Tensile creep of Norway spruce on the tissue scale

Abstract

The rheological behavior of wood emerges from complex mechanical interactions occurring across multiple length scales. This behavior is characterized by directional dependence, as well as sensitivity to moisture content, loading time, and the degree of loading. This study focuses on the viscoelastic creep response of Norway spruce (Picea abies) tissues under different moisture levels and loading degrees. Using a custom-designed, fully automated test rack with moisture control, we investigate the uniaxial, moisture-dependent creep compliances across all feasible anatomical directions, as well as of isolated earlywood (EW) and latewood (LW) slices to understand their contribution to the cumulative behavior of the growth ring. The creep response is compared to the moisture dependence of the elastic compliance, revealing nontrivial scaling behavior as a function of moisture content. The results show significant directional dependencies and reveal the critical impact of moisture on deformation mechanisms.
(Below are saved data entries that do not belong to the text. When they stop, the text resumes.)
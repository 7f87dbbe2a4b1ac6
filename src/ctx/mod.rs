//! The in-memory context of the `relbranch` application.

use crate::{
    errors::BranchError,
    packages::Package,
    patch::{GitPatchOps, PatchConfig, PatchOps},
    prompt::{Confirm, InquireConfirm},
    settings::Unattended,
};
use git2::Repository;

mod branch;
mod fmt;
mod packages;

pub use packages::derive_branch_name;

/// Everything an orchestration call needs: the repository whose working branch it moves,
/// and the collaborators it consults.
pub struct BranchContext<'a> {
    /// The repository being branched.
    pub repository: &'a Repository,
    /// Asks the user to continue.
    pub confirm: &'a dyn Confirm,
    /// Trim and patch rebase.
    pub patch_ops: &'a dyn PatchOps,
    /// Policy for significant changes when nobody can be asked.
    pub unattended: Unattended,
}

impl<'a> BranchContext<'a> {
    /// Creates a [BranchContext] with the terminal prompt and git-backed patch operations.
    pub fn new(repository: &'a Repository, unattended: Unattended) -> Self {
        Self {
            repository,
            confirm: &InquireConfirm,
            patch_ops: &GitPatchOps,
            unattended,
        }
    }

    /// Replaces the [Confirm] implementation.
    pub fn with_confirm(mut self, confirm: &'a dyn Confirm) -> Self {
        self.confirm = confirm;
        self
    }

    /// Replaces the [PatchOps] implementation.
    pub fn with_patch_ops(mut self, patch_ops: &'a dyn PatchOps) -> Self {
        self.patch_ops = patch_ops;
        self
    }
}

impl std::fmt::Debug for BranchContext<'_> {
    fn fmt(&self, f: &mut std::fmt::Formatter<'_>) -> std::fmt::Result {
        f.debug_struct("BranchContext")
            .field("repository", &self.repository.path())
            .field("unattended", &self.unattended)
            .finish_non_exhaustive()
    }
}

/// A request to branch `src` into `dst`.
#[derive(Debug, Clone, Eq, PartialEq)]
pub struct BranchRequest<'r> {
    /// The branch to copy from.
    pub src: &'r str,
    /// The destination branch.
    pub dst: &'r str,
    /// Replay stored patches when updating an existing branch pair.
    pub apply_patches: bool,
    /// Summarize and confirm before changing anything.
    pub interactive: bool,
    /// Sub directory to promote to the root of a freshly created `dst`. May be empty.
    pub trim_dir: &'r str,
}

/// Which branches an orchestration call has to create.
#[derive(Debug, Clone, Copy, Eq, PartialEq)]
pub struct BranchPlan {
    /// The destination branch does not exist anywhere.
    pub create_dst: bool,
    /// The patches branch does not exist anywhere.
    pub create_patches: bool,
}

/// The result of a successful [BranchContext::execute_branch] call.
#[derive(Debug)]
pub struct BranchOutcome {
    /// The destination branch, which is now checked out.
    pub dst: String,
    /// What had to be created.
    pub plan: BranchPlan,
    /// The config persisted on the patches branch.
    pub config: PatchConfig,
    /// Failure of the trim or patch rebase that followed the config update.
    pub followup_error: Option<BranchError>,
}

impl BranchOutcome {
    /// `0`, or the exit code of the trim/rebase failure.
    pub fn exit_code(&self) -> i32 {
        self.followup_error.as_ref().map_or(0, BranchError::exit_code)
    }
}

/// The result of branching a single package.
#[derive(Debug)]
pub struct PackageReport {
    /// The package.
    pub package: Package,
    /// The destination branch derived for it.
    pub branch: String,
    /// What [BranchContext::execute_branch] returned.
    pub result: Result<BranchOutcome, BranchError>,
}

impl PackageReport {
    /// The return code for this package.
    pub fn exit_code(&self) -> i32 {
        match &self.result {
            Ok(outcome) => outcome.exit_code(),
            Err(e) => e.exit_code(),
        }
    }

    /// Records a failure that happened after the package was branched. A package that has
    /// already failed keeps its first error.
    pub(crate) fn record_failure(&mut self, error: BranchError) {
        if let Ok(outcome) = &mut self.result {
            if outcome.followup_error.is_none() {
                outcome.followup_error = Some(error);
            }
        }
    }
}

/// The result of [BranchContext::branch_packages].
#[derive(Debug)]
pub struct PackagesReport {
    /// The version shared by every package.
    pub version: String,
    /// One report per package, in discovery order.
    pub packages: Vec<PackageReport>,
}

impl PackagesReport {
    /// The aggregate return code. The last failing package decides it.
    pub fn exit_code(&self) -> i32 {
        self.packages
            .iter()
            .map(PackageReport::exit_code)
            .filter(|code| *code != 0)
            .last()
            .unwrap_or(0)
    }
}

/// The result of [BranchContext::branch].
#[derive(Debug)]
pub enum BranchReport {
    /// A legacy `stack.xml` was branched as a single unit.
    Stack(BranchOutcome),
    /// Every package in the directory was branched.
    Packages(PackagesReport),
}

impl BranchReport {
    /// The aggregate return code.
    ///
    /// A single branch succeeds once its config is written, even if trim or rebase failed
    /// afterwards. Packages report those failures per package.
    pub fn exit_code(&self) -> i32 {
        match self {
            Self::Stack(_) => 0,
            Self::Packages(report) => report.exit_code(),
        }
    }
}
The transverse directions involve a complex interaction between bending, determining a more compliant and moisture-sensitive creep response, and cell wall stretching in the softest direction compared to loading in grain. These findings offer valuable insights into the moisture-dependent creep mechanisms of wood slices, highlighting the importance of exploring different orientations and tissues at various moisture content to fully understand the creep behavior at the bulk scale.